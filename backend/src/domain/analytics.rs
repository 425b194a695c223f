//! Platform and per-skill analytics over a trailing window of days.
//!
//! Days are UTC calendar dates. Bookings are placed in the window by
//! `created_at`, so a session requested last week but held next month
//! counts towards last week's demand.

use std::collections::{BTreeMap, BTreeSet, HashMap, HashSet};

use chrono::{DateTime, Duration, NaiveDate, Utc};
use thiserror::Error;
use uuid::Uuid;

use super::{Booking, BookingStatus, Role, Skill, User, UserId};

/// Number of skills listed in platform analytics.
pub const TOP_SKILLS_LIMIT: usize = 10;

/// Validation errors for analytics queries.
#[derive(Debug, Clone, Copy, PartialEq, Eq, Error)]
pub enum AnalyticsValidationError {
    #[error("period must be between {min} and {max} days")]
    PeriodOutOfRange { min: u16, max: u16 },
    #[error("period must be a whole number of days")]
    PeriodNotANumber,
}

/// Trailing window measured in whole days.
#[derive(Debug, Clone, Copy, PartialEq, Eq)]
pub struct AnalyticsPeriod(u16);

impl AnalyticsPeriod {
    pub const MIN_DAYS: u16 = 1;
    pub const MAX_DAYS: u16 = 365;
    pub const DEFAULT_DAYS: u16 = 30;

    pub const fn new(days: u16) -> Result<Self, AnalyticsValidationError> {
        if days < Self::MIN_DAYS || days > Self::MAX_DAYS {
            return Err(AnalyticsValidationError::PeriodOutOfRange {
                min: Self::MIN_DAYS,
                max: Self::MAX_DAYS,
            });
        }
        Ok(Self(days))
    }

    /// Parse an optional query value, falling back to thirty days.
    pub fn parse(raw: Option<&str>) -> Result<Self, AnalyticsValidationError> {
        match raw.map(str::trim) {
            None | Some("") => Self::new(Self::DEFAULT_DAYS),
            Some(value) => value
                .parse::<u16>()
                .map_err(|_| AnalyticsValidationError::PeriodNotANumber)
                .and_then(Self::new),
        }
    }

    #[must_use]
    pub const fn days(self) -> u16 {
        self.0
    }

    /// First instant inside the window ending at `now`.
    #[must_use]
    pub fn start(self, now: DateTime<Utc>) -> DateTime<Utc> {
        now - Duration::days(i64::from(self.0))
    }
}

impl Default for AnalyticsPeriod {
    fn default() -> Self {
        Self(Self::DEFAULT_DAYS)
    }
}

#[derive(Debug, Clone, Default, PartialEq, Eq)]
pub struct UserStatistics {
    pub total_users: u64,
    pub total_mentors: u64,
    pub total_learners: u64,
    pub new_users: u64,
}

#[derive(Debug, Clone, Default, PartialEq)]
pub struct SessionStatistics {
    pub total_sessions: u64,
    pub completed_sessions: u64,
    pub cancelled_sessions: u64,
    pub total_revenue_cents: i64,
    pub average_rating: Option<f64>,
}

#[derive(Debug, Clone, PartialEq, Eq)]
pub struct DailyGrowth {
    pub date: NaiveDate,
    pub new_users: u64,
    pub new_mentors: u64,
    pub new_learners: u64,
}

#[derive(Debug, Clone, PartialEq, Eq)]
pub struct DailySessions {
    pub date: NaiveDate,
    pub sessions: u64,
    pub revenue_cents: i64,
}

#[derive(Debug, Clone, PartialEq, Eq)]
pub struct SkillRanking {
    pub skill: Skill,
    pub sessions: u64,
    pub revenue_cents: i64,
}

/// Administrator view of platform activity.
#[derive(Debug, Clone, PartialEq)]
pub struct PlatformAnalytics {
    pub period: AnalyticsPeriod,
    pub user_statistics: UserStatistics,
    pub session_statistics: SessionStatistics,
    pub growth_trends: Vec<DailyGrowth>,
    pub session_trends: Vec<DailySessions>,
    pub top_skills: Vec<SkillRanking>,
}

#[derive(Debug, Clone, Default, PartialEq)]
pub struct SkillDemand {
    pub total_sessions: u64,
    pub unique_learners: u64,
    pub average_rating: Option<f64>,
    pub total_revenue_cents: i64,
}

/// Hourly rates of the mentors teaching a skill.
#[derive(Debug, Clone, Default, PartialEq)]
pub struct MentorPricing {
    pub total_mentors: u64,
    pub average_rate_cents: Option<f64>,
    pub min_rate_cents: Option<i64>,
    pub max_rate_cents: Option<i64>,
}

/// Demand and supply for one skill.
#[derive(Debug, Clone, PartialEq)]
pub struct SkillAnalytics {
    pub period: AnalyticsPeriod,
    pub skill: Skill,
    pub demand: SkillDemand,
    pub mentors: MentorPricing,
    pub timeline: Vec<DailySessions>,
}

fn in_window<'a>(bookings: &'a [Booking], since: DateTime<Utc>) -> Vec<&'a Booking> {
    bookings.iter().filter(|b| b.created_at >= since).collect()
}

fn completed_revenue(booking: &Booking) -> i64 {
    if booking.status == BookingStatus::Completed {
        booking.price_cents
    } else {
        0
    }
}

/// Mean learner rating across completed sessions.
fn average_rating(bookings: &[&Booking]) -> Option<f64> {
    let ratings: Vec<f64> = bookings
        .iter()
        .filter(|b| b.status == BookingStatus::Completed)
        .filter_map(|b| b.learner_rating.map(f64::from))
        .collect();
    if ratings.is_empty() {
        return None;
    }
    Some(ratings.iter().sum::<f64>() / ratings.len() as f64)
}

fn session_trends(bookings: &[&Booking]) -> Vec<DailySessions> {
    let mut days: BTreeMap<NaiveDate, (u64, i64)> = BTreeMap::new();
    for booking in bookings {
        let entry = days.entry(booking.created_at.date_naive()).or_default();
        entry.0 += 1;
        entry.1 += completed_revenue(booking);
    }
    days.into_iter()
        .map(|(date, (sessions, revenue_cents))| DailySessions {
            date,
            sessions,
            revenue_cents,
        })
        .collect()
}

fn growth_trends(signups: &[(Role, DateTime<Utc>)]) -> Vec<DailyGrowth> {
    let mut days: BTreeMap<NaiveDate, DailyGrowth> = BTreeMap::new();
    for (role, at) in signups {
        let date = at.date_naive();
        let day = days.entry(date).or_insert(DailyGrowth {
            date,
            new_users: 0,
            new_mentors: 0,
            new_learners: 0,
        });
        day.new_users += 1;
        match role {
            Role::Mentor => day.new_mentors += 1,
            Role::Learner => day.new_learners += 1,
            Role::Admin => {}
        }
    }
    days.into_values().collect()
}

/// Skill ids taught by each mentor.
fn skills_by_mentor(links: &[(Uuid, UserId)]) -> HashMap<UserId, Vec<Uuid>> {
    let mut by_mentor: HashMap<UserId, Vec<Uuid>> = HashMap::new();
    for (skill_id, mentor_id) in links {
        by_mentor.entry(*mentor_id).or_default().push(*skill_id);
    }
    by_mentor
}

/// Inputs gathered from the stores for platform analytics.
#[derive(Debug, Clone, Copy)]
pub struct PlatformFacts<'a> {
    pub role_counts: &'a [(Role, u64)],
    pub signups: &'a [(Role, DateTime<Utc>)],
    pub bookings: &'a [Booking],
    pub skills: &'a [Skill],
    pub skill_links: &'a [(Uuid, UserId)],
}

impl PlatformAnalytics {
    /// Aggregate platform activity for the window ending at `now`.
    ///
    /// A booking counts towards every skill its mentor teaches.
    #[must_use]
    pub fn compute(facts: PlatformFacts<'_>, period: AnalyticsPeriod, now: DateTime<Utc>) -> Self {
        let since = period.start(now);
        let signups: Vec<(Role, DateTime<Utc>)> = facts
            .signups
            .iter()
            .copied()
            .filter(|(_, at)| *at >= since)
            .collect();
        let role_total = |wanted: Role| -> u64 {
            facts
                .role_counts
                .iter()
                .filter(|(role, _)| *role == wanted)
                .map(|(_, n)| n)
                .sum()
        };
        let user_statistics = UserStatistics {
            total_users: facts.role_counts.iter().map(|(_, n)| n).sum(),
            total_mentors: role_total(Role::Mentor),
            total_learners: role_total(Role::Learner),
            new_users: signups.len() as u64,
        };

        let bookings = in_window(facts.bookings, since);
        let session_statistics = SessionStatistics {
            total_sessions: bookings.len() as u64,
            completed_sessions: bookings
                .iter()
                .filter(|b| b.status == BookingStatus::Completed)
                .count() as u64,
            cancelled_sessions: bookings
                .iter()
                .filter(|b| b.status == BookingStatus::Cancelled)
                .count() as u64,
            total_revenue_cents: bookings.iter().map(|b| completed_revenue(b)).sum(),
            average_rating: average_rating(&bookings),
        };

        Self {
            period,
            user_statistics,
            session_statistics,
            growth_trends: growth_trends(&signups),
            session_trends: session_trends(&bookings),
            top_skills: top_skills(&bookings, facts.skills, facts.skill_links),
        }
    }
}

fn top_skills(bookings: &[&Booking], skills: &[Skill], links: &[(Uuid, UserId)]) -> Vec<SkillRanking> {
    let by_mentor = skills_by_mentor(links);
    let mut totals: HashMap<Uuid, (u64, i64)> = HashMap::new();
    for booking in bookings {
        for skill_id in by_mentor.get(&booking.mentor_id).into_iter().flatten() {
            let entry = totals.entry(*skill_id).or_default();
            entry.0 += 1;
            entry.1 += completed_revenue(booking);
        }
    }
    let mut ranking: Vec<SkillRanking> = skills
        .iter()
        .filter_map(|skill| {
            totals.get(&skill.id).map(|(sessions, revenue_cents)| SkillRanking {
                skill: skill.clone(),
                sessions: *sessions,
                revenue_cents: *revenue_cents,
            })
        })
        .collect();
    ranking.sort_by(|a, b| {
        b.sessions
            .cmp(&a.sessions)
            .then_with(|| a.skill.name.cmp(&b.skill.name))
    });
    ranking.truncate(TOP_SKILLS_LIMIT);
    ranking
}

impl SkillAnalytics {
    /// Demand for `skill` from bookings with any of `mentors`, plus their
    /// hourly rates.
    #[must_use]
    pub fn compute(
        skill: Skill,
        mentors: &[User],
        bookings: &[Booking],
        period: AnalyticsPeriod,
        now: DateTime<Utc>,
    ) -> Self {
        let teaching: HashSet<UserId> = mentors.iter().map(|m| m.id).collect();
        let bookings: Vec<&Booking> = in_window(bookings, period.start(now))
            .into_iter()
            .filter(|b| teaching.contains(&b.mentor_id))
            .collect();
        let learners: BTreeSet<UserId> = bookings.iter().map(|b| b.learner_id).collect();
        let demand = SkillDemand {
            total_sessions: bookings.len() as u64,
            unique_learners: learners.len() as u64,
            average_rating: average_rating(&bookings),
            total_revenue_cents: bookings.iter().map(|b| completed_revenue(b)).sum(),
        };

        let rates: Vec<i64> = mentors.iter().filter_map(|m| m.hourly_rate_cents).collect();
        let mentors = MentorPricing {
            total_mentors: mentors.len() as u64,
            average_rate_cents: (!rates.is_empty())
                .then(|| rates.iter().sum::<i64>() as f64 / rates.len() as f64),
            min_rate_cents: rates.iter().min().copied(),
            max_rate_cents: rates.iter().max().copied(),
        };

        Self {
            period,
            skill,
            demand,
            mentors,
            timeline: session_trends(&bookings),
        }
    }
}

#[cfg(test)]
#[path = "analytics_tests.rs"]
mod tests;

**ASSIGNED TASK**
Write out the material above exactly, please, from its first line up to and including the line where "the window by" appears, and stop there.

**WRITTEN RESPONSE**
filename backend/src/domain/analytics.rs
repository 425b194a695c223f
//! Platform and per-skill analytics over a trailing window of days.
//!
//! Days are UTC calendar dates. Bookings are placed in the window by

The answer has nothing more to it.